**TASK DIRECTIONS:** Lines below that include the word "description" should each be copied.
☆ ☆ ☆ ☆
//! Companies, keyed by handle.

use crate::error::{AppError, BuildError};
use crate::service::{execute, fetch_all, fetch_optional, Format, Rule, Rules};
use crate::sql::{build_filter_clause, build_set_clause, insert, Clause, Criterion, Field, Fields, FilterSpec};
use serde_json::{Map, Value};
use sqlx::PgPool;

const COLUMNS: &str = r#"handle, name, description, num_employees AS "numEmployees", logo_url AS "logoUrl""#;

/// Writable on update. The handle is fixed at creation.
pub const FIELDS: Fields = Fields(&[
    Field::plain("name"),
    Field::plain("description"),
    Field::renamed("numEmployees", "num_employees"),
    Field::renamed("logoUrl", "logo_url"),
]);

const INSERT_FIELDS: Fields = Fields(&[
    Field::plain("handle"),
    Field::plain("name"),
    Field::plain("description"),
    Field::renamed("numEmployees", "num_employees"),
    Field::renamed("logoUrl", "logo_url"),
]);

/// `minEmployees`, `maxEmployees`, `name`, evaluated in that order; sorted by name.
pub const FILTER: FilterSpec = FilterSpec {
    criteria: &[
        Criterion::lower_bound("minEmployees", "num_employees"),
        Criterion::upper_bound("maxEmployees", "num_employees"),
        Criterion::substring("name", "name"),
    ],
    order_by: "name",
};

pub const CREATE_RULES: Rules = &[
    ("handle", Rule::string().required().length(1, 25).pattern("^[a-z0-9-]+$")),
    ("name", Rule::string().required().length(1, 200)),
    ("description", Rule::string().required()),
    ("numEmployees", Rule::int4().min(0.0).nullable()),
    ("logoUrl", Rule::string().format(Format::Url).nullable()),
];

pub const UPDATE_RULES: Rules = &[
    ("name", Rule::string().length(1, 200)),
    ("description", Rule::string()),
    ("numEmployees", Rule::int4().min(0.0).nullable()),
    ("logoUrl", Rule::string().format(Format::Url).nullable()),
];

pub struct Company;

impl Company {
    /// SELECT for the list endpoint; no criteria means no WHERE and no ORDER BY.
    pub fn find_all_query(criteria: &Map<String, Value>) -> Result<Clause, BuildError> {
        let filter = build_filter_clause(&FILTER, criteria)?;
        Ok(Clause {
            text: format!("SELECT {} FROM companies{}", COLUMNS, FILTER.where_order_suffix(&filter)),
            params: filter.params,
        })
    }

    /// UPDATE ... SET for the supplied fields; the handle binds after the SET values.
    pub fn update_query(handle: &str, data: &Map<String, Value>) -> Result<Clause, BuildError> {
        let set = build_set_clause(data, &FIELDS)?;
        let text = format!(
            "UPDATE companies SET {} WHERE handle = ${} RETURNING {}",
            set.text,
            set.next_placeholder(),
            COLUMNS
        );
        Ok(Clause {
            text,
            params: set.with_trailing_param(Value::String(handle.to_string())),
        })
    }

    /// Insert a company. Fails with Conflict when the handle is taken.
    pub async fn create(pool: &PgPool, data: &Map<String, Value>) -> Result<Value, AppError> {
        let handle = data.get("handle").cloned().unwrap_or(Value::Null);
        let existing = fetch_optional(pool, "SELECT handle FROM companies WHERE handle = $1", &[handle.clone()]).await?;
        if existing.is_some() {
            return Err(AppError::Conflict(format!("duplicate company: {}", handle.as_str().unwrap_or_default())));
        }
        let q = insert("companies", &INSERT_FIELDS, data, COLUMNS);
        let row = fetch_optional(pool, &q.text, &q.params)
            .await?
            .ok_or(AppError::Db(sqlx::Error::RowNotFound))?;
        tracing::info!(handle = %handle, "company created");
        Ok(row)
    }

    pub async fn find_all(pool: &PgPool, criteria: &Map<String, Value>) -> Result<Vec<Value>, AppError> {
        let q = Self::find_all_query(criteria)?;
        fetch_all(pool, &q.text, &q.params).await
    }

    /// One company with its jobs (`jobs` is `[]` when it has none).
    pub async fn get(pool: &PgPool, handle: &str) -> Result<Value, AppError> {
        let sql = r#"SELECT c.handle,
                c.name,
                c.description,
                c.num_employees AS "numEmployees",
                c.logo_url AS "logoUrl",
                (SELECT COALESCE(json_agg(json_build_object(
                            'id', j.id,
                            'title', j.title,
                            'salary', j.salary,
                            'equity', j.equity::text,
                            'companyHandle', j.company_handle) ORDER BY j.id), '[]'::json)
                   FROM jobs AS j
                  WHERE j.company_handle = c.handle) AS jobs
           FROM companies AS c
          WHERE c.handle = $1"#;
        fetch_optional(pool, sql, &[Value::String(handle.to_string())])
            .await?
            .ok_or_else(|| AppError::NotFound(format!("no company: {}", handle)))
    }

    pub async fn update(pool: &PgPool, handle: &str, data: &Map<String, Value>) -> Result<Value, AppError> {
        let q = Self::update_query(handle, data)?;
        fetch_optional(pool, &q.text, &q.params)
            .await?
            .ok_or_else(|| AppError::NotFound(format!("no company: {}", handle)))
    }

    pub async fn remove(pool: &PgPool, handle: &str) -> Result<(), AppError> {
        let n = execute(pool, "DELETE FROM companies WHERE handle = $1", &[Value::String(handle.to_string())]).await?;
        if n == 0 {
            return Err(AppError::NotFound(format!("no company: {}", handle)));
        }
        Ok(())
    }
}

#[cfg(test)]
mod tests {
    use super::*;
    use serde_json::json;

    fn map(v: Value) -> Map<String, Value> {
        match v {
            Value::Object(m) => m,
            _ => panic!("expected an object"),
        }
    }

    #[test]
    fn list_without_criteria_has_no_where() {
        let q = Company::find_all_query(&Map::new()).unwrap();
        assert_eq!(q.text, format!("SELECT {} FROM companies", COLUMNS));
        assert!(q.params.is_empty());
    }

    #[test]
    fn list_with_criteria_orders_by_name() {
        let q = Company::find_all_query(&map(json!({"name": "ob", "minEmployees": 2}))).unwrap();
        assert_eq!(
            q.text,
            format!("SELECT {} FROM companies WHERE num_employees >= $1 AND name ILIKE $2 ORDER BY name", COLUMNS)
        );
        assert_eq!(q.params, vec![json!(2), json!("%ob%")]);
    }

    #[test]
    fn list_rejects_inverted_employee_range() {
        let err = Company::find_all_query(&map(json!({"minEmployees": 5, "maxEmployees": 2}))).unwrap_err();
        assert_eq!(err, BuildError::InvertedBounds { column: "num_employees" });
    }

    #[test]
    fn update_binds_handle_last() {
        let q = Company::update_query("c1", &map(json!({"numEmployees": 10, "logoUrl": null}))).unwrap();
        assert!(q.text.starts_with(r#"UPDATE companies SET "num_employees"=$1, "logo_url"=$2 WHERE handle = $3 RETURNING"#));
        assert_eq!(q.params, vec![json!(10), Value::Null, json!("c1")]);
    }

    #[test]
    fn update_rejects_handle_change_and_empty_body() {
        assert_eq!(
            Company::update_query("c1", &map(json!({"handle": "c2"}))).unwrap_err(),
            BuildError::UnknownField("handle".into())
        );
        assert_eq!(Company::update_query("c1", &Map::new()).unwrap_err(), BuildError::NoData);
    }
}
☆ ☆ ☆ ☆
**SOLUTION TO THIS TASK:**
const COLUMNS: &str = r#"handle, name, description, num_employees AS "numEmployees", logo_url AS "logoUrl""#;
    Field::plain("description"),
    Field::plain("description"),
    ("description", Rule::string().required()),
    ("description", Rule::string()),
                c.description,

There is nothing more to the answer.